もっと詳しく
Image:Apple

iPhoneやMac向けAppleシリコン(独自開発チップ)は、長年にわたり、台湾で製造されてきた。だが近い将来アップルは、その生産の少なくとも一部を、米国内の工場に移すと報じられている。

米Bloombergによると、ティム・クックCEOは最近ヨーロッパ諸国を歴訪した際に、ドイツでの自社エンジニアや小売店従業員との会合で、この計画に言及したという。

ヨーロッパに行ったのは、ロンドンなどのApple Storeを訪れたり、Apple TV+の人気ドラマ『テッド・ラッソ』の出演者達と楽しい一時を過ごすためだけではなかったようだ。

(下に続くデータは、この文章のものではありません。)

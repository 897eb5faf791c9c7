use std::fmt;
use std::str::FromStr;

/// Network identity of a class server. Two replicas are the same replica iff host and port match.
#[derive(Clone, Debug, Hash, Eq, PartialEq, Ord, PartialOrd)]
pub struct ReplicaAddress {
    host: String,
    port: u16,
}

impl ReplicaAddress {
    pub fn new(host: impl Into<String>, port: u16) -> Self {
        ReplicaAddress {
            host: host.into(),
            port,
        }
    }

    pub fn host(&self) -> &str {
        &self.host
    }

    pub fn port(&self) -> u16 {
        self.port
    }

    pub(crate) fn http_url(&self) -> String {
        format!("http://{}:{}", self.host, self.port)
    }
}

impl fmt::Display for ReplicaAddress {
    fn fmt(&self, f: &mut fmt::Formatter<'_>) -> fmt::Result {
        write!(f, "{}:{}", self.host, self.port)
    }
}

#[derive(Debug, thiserror::Error, PartialEq)]
pub enum AddressParseError {
    #[error("address '{0}' is not in 'host:port' format")]
    MissingPort(String),
    #[error("address '{0}' has an empty host")]
    EmptyHost(String),
    #[error("address '{0}' has an invalid port")]
    InvalidPort(String),
}

impl FromStr for ReplicaAddress {
    type Err = AddressParseError;

    fn from_str(s: &str) -> Result<Self, Self::Err> {
        // rsplit so that the port is always the last segment.
        let (host, port) = match s.rsplit_once(':') {
            Some(parts) => parts,
            None => return Err(AddressParseError::MissingPort(s.to_string())),
        };

        if host.is_empty() {
            return Err(AddressParseError::EmptyHost(s.to_string()));
        }

        let port = port
            .parse::<u16>()
            .map_err(|_| AddressParseError::InvalidPort(s.to_string()))?;

        Ok(ReplicaAddress::new(host, port))
    }
}

#[cfg(test)]
mod tests {
    use super::*;

    #[test]
    fn parse_and_display() {
        let address: ReplicaAddress = "localhost:8080".parse().unwrap();
        assert_eq!(address.host(), "localhost");
        assert_eq!(address.port(), 8080);
        assert_eq!(address.to_string(), "localhost:8080");
        assert_eq!(address.http_url(), "http://localhost:8080");
    }

    #[test]
    fn parse_failures() {
        assert_eq!(
            "localhost".parse::<ReplicaAddress>(),
            Err(AddressParseError::MissingPort("localhost".into()))
        );
        assert_eq!(
            ":8080".parse::<ReplicaAddress>(),
            Err(AddressParseError::EmptyHost(":8080".into()))
        );
        assert_eq!(
            "localhost:http".parse::<ReplicaAddress>(),
            Err(AddressParseError::InvalidPort("localhost:http".into()))
        );
        assert_eq!(
            "localhost:70000".parse::<ReplicaAddress>(),
            Err(AddressParseError::InvalidPort("localhost:70000".into()))
        );
    }
}
use crate::common::{ReplicaAddress, Role};
use std::collections::{BTreeMap, BTreeSet, HashMap};
use std::sync::{Arc, Mutex};

type ServiceEntries = Arc<Mutex<BTreeMap<ReplicaAddress, BTreeSet<Role>>>>;

/// Registry maps a service name to the servers that provide it, one entry per address.
///
/// The outer lock only guards the set of service names. Each service's entries sit behind their
/// own lock, so lookups of one service never wait on registrations of another.
#[derive(Default)]
pub(crate) struct Registry {
    services: Mutex<HashMap<String, ServiceEntries>>,
}

impl Registry {
    pub(crate) fn new() -> Self {
        Registry::default()
    }

    fn service(&self, service_name: &str) -> Option<ServiceEntries> {
        self.services
            .lock()
            .expect("Registry.service() mutex guard poison")
            .get(service_name)
            .cloned()
    }

    fn service_or_create(&self, service_name: &str) -> ServiceEntries {
        self.services
            .lock()
            .expect("Registry.service_or_create() mutex guard poison")
            .entry(service_name.to_string())
            .or_default()
            .clone()
    }

    /// Insert or replace the entry for `address`.
    pub(crate) fn register(&self, service_name: &str, address: ReplicaAddress, roles: BTreeSet<Role>) {
        self.service_or_create(service_name)
            .lock()
            .expect("Registry.register() mutex guard poison")
            .insert(address, roles);
    }

    /// Addresses whose roles intersect `roles`. Empty `roles` matches every entry. An unknown
    /// service has no entries.
    pub(crate) fn lookup(&self, service_name: &str, roles: &BTreeSet<Role>) -> Vec<ReplicaAddress> {
        let entries = match self.service(service_name) {
            Some(entries) => entries,
            None => return Vec::new(),
        };

        let entries = entries.lock().expect("Registry.lookup() mutex guard poison");
        entries
            .iter()
            .filter(|(_, entry_roles)| roles.is_empty() || !entry_roles.is_disjoint(roles))
            .map(|(address, _)| address.clone())
            .collect()
    }

    /// Returns whether an entry was removed.
    pub(crate) fn delete(&self, service_name: &str, address: &ReplicaAddress) -> bool {
        match self.service(service_name) {
            Some(entries) => entries
                .lock()
                .expect("Registry.delete() mutex guard poison")
                .remove(address)
                .is_some(),
            None => false,
        }
    }
}
mod address;
mod class_state;
mod response_code;
mod role;
mod rpc;
mod student;
mod wire;

pub use address::AddressParseError;
pub use address::ReplicaAddress;
pub use class_state::ClassState;
pub use response_code::ResponseCode;
pub use role::Role;
pub use rpc::ConnectError;
pub use student::is_valid_student_id;
pub use student::is_valid_student_name;
pub use student::StudentRecord;

pub(crate) use wire::response_code_from_proto;
pub(crate) use wire::response_code_to_proto;
pub(crate) use wire::role_from_proto;
pub(crate) use wire::role_to_proto;

pub(crate) use rpc::call_with_timeout;
pub(crate) use rpc::connect;
pub(crate) use rpc::CallError;
use crate::common::{call_with_timeout, connect, response_code_from_proto, role_to_proto, CallError, ReplicaAddress, ResponseCode};
use crate::grpc::replica_service_client::ReplicaServiceClient;
use crate::grpc::{ProtoClassState, ProtoPropagateStateReq};
use crate::replica::replica_api::GossipMessage;
use tokio::time::Duration;
use tonic::Status;

/// PeerClient pushes our state to other replicas. Pushes are rare, so each one gets its own
/// connection.
pub(crate) struct PeerClient {
    rpc_timeout: Duration,
}

impl PeerClient {
    pub(crate) fn new(rpc_timeout: Duration) -> Self {
        PeerClient { rpc_timeout }
    }

    pub(crate) async fn propagate_state(
        &self,
        peer: &ReplicaAddress,
        message: &GossipMessage,
    ) -> Result<ResponseCode, CallError> {
        let channel = connect(peer, self.rpc_timeout).await?;
        let mut client = ReplicaServiceClient::new(channel);

        let request = ProtoPropagateStateReq {
            class_state: Some(ProtoClassState::from(message.class_state.clone())),
            sender_address: message.sender.to_string(),
            sender_role: role_to_proto(message.sender_role),
            sender_clock: message.sender_counter,
        };

        let reply = call_with_timeout(self.rpc_timeout, client.propagate_state(request)).await?;

        response_code_from_proto(reply.code)
            .ok_or_else(|| CallError::Failed(Status::internal(format!("Unknown response code {}", reply.code))))
    }
}
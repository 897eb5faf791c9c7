use crate::common::{call_with_timeout, connect, role_to_proto, CallError, ReplicaAddress, Role};
use crate::grpc::naming_service_client::NamingServiceClient;
use crate::grpc::{ProtoDeleteReq, ProtoLookupReq, ProtoRegisterReq};
use tokio::time::Duration;
use tonic::transport::Channel;

#[derive(Debug, thiserror::Error)]
pub enum NamingError {
    #[error("naming server unreachable: {0}")]
    Unreachable(String),
    #[error("naming server rejected request: {0}")]
    Rpc(String),
}

impl From<CallError> for NamingError {
    fn from(e: CallError) -> Self {
        match e {
            CallError::Unreachable(message) => NamingError::Unreachable(message),
            CallError::Failed(status) => NamingError::Rpc(status.message().to_string()),
        }
    }
}

/// NamingClient talks to the naming server. It opens a fresh connection per call.
#[derive(Clone)]
pub struct NamingClient {
    logger: slog::Logger,
    naming_address: ReplicaAddress,
    rpc_timeout: Duration,
}

impl NamingClient {
    pub fn new(logger: slog::Logger, naming_address: ReplicaAddress, rpc_timeout: Duration) -> Self {
        NamingClient {
            logger,
            naming_address,
            rpc_timeout,
        }
    }

    async fn client(&self) -> Result<NamingServiceClient<Channel>, CallError> {
        let channel = connect(&self.naming_address, self.rpc_timeout).await?;
        Ok(NamingServiceClient::new(channel))
    }

    pub async fn register(&self, service_name: &str, address: &ReplicaAddress, roles: &[Role]) -> Result<(), NamingError> {
        let mut client = self.client().await?;
        let request = ProtoRegisterReq {
            service_name: service_name.to_string(),
            address: address.to_string(),
            roles: roles.iter().copied().map(role_to_proto).collect(),
        };

        call_with_timeout(self.rpc_timeout, client.register(request)).await?;
        Ok(())
    }

    /// Addresses providing `service_name` under any of `roles`, or under any role if `roles` is
    /// empty.
    pub async fn lookup(&self, service_name: &str, roles: &[Role]) -> Result<Vec<ReplicaAddress>, NamingError> {
        let mut client = self.client().await?;
        let request = ProtoLookupReq {
            service_name: service_name.to_string(),
            roles: roles.iter().copied().map(role_to_proto).collect(),
        };

        let reply = call_with_timeout(self.rpc_timeout, client.lookup(request)).await?;

        let mut addresses = Vec::with_capacity(reply.addresses.len());
        for address in reply.addresses {
            match address.parse::<ReplicaAddress>() {
                Ok(address) => addresses.push(address),
                Err(e) => slog::warn!(self.logger, "Ignoring registry entry: {}", e),
            }
        }

        Ok(addresses)
    }

    pub async fn delete(&self, service_name: &str, address: &ReplicaAddress) -> Result<(), NamingError> {
        let mut client = self.client().await?;
        let request = ProtoDeleteReq {
            service_name: service_name.to_string(),
            address: address.to_string(),
        };

        call_with_timeout(self.rpc_timeout, client.delete(request)).await?;
        Ok(())
    }
}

その場でクック氏は「すでにアリゾナの工場から(チップを)購入することを決定した。このアリゾナ工場は2024年に操業を開始するため、約2年ある。 たぶん、少し(生産量が)小さい」と述べたという。またヨーロッパの工場からも「計画が具体化するにつれて」調達することになるとの見通しを語ったそうだ。

それ以上の詳細は語られていないが、ここでいうアリゾナ工場とは、台湾TSMCが建設している施設のことを指すのだろう。

先日もThe Wall Street Journalは、同社がアリゾナ州に2つ目の工場を建設しており「最先端の半導体工場」として2024年に稼働すると報じていた。TSMCは、iPhone用AシリーズチップやMac/iPad用のMシリーズチップを独占的に製造してきたことで知られている。

ただしクック氏が「少し小さい」と言っているように、この新工場がアップルのニーズを全て満たす可能性は低そうだ。

Bloombergによれば、TSMCは当初は月産2万チップの製造能力を持ち、5nmの製造プロセスを使うと述べているという。これでは、工場が稼働する1年前(2023年)に3nmに移行すると見られるAppleシリコンを作れそうにない。

ともあれこの動きは、アップルがアジア(主に中国)中心だったサプライチェーンを世界各地に分散させる一連の流れのなかでも、最新のものだろう。クック氏は「米国と欧州の両方で、シリコンの生産地の市場占有率を見直すために、生産能力と生産キャパシティに大きな投資が行われることになる」と語ったとのことだ。

また、アップルが米国内での半導体工場建設を後押しすることは、米政府の方針とも符合している。最近バイデン政権は中国との半導体競争を強化するため、520億ドル以上を投じる「CHIPS法」を成立させ、米国内にチップ産業を復活させることに力を注いでいるからだ。

もっとも、アップルがどこまで本気で半導体製造拠点を米国に移すつもりかは、まだ未知数だ。

たとえばMac Pro(2019)の一部は米テキサス州の工場で製造されているが、部品の多くが中国製である。さらに米国の高い人件費を、高度に自動化したシステムによって相殺しているとの指摘もあった。

かつてクック氏は、トランプ前大統領とともにテキサス工場を視察していたが、それは米国内に製造業を呼び戻して雇用を創出したいトランプ氏にアピールする狙いと見られていた。

アリゾナの新工場も政治的なポーズに過ぎないのか、それとも米国内でAppleシリコンの生産を拡大していくのか。今後の展開を見守りたいところだ。